Summary: [iOS] Allow additional sysctl reads needed by image decoding
Product: WebKit Reporter: Brent Fulgham <bfulgham>
Component: WebKit Misc.Assignee: Brent Fulgham <bfulgham>
Status: RESOLVED FIXED    
Severity: Normal CC: pvollan
Priority: P2 Keywords: InRadar
Version: WebKit Nightly Build   
Hardware: Unspecified   
OS: Unspecified   
Attachments:
Description Flags
Patch none

Description Brent Fulgham 2020-10-14 15:02:18 PDT
Telemetry on iOS 14 shows that we are hitting some sandbox violations during image decoding:

    hw.byteorder
    hw.cachelinesize_compat
    hw.vectorunit

We also see that this is being read, but not used, so we can just silence the warning:

    hw.cpufrequency_compat
Comment 1 Brent Fulgham 2020-10-14 15:02:48 PDT
<rdar://problem/68649171>
Comment 2 Brent Fulgham 2020-10-14 15:09:10 PDT
Created attachment 411377 [details]
Patch
Comment 3 Per Arne Vollan 2020-10-14 15:11:09 PDT
Comment on attachment 411377 [details]
Patch

R=me.
Comment 4 Alexey Proskuryakov 2020-10-14 17:54:05 PDT
Comment on attachment 411377 [details]
Patch

View in context: https://bugs.webkit.org/attachment.cgi?id=411377&action=review

> Source/WebKit/Resources/SandboxProfiles/ios/com.apple.WebKit.WebContent.sb:647
> +          "hw.cpufrequency_compat"
> +          "sysctl.proc_native"))

It would be useful to have comments with radar numbers that track removing the need for these.
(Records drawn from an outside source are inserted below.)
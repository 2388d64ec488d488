//! Small numeric helpers shared by all submodels.

/// Clamp `value` into the closed interval `[min, max]`.
///
/// Unlike [`f64::clamp`] this never panics when `min > max`; the lower
/// bound wins in that case, matching how crop parameters with inverted
/// limits are treated.
pub const fn limit(min: f64, max: f64, value: f64) -> f64 {
    if value < min {
        min
    } else if value > max {
        if max < min { min } else { max }
    } else {
        value
    }
}

#[cfg(test)]
mod tests {
    use super::*;

    #[test]
    fn limit_inside_range_is_identity() {
        assert!((limit(0.0, 1.0, 0.25) - 0.25).abs() < f64::EPSILON);
    }

    #[test]
    fn limit_clamps_both_sides() {
        assert!((limit(0.0, 1.0, -3.0)).abs() < f64::EPSILON);
        assert!((limit(0.0, 1.0, 3.0) - 1.0).abs() < f64::EPSILON);
    }

    #[test]
    fn limit_with_inverted_bounds_returns_min() {
        assert!((limit(2.0, 1.0, 5.0) - 2.0).abs() < f64::EPSILON);
    }
}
It's not great to have deny-with-no-report rules. We add them for cases that we know is benign, but once they are in the profile, they start affecting all future scenarios, some of which can result in hard to diagnose bugs.
Comment 5 EWS 2020-10-14 20:24:24 PDT
Committed r268507: <https://trac.webkit.org/changeset/268507>

All reviewed patches have been landed. Closing bug and clearing flags on attachment 411377 [details].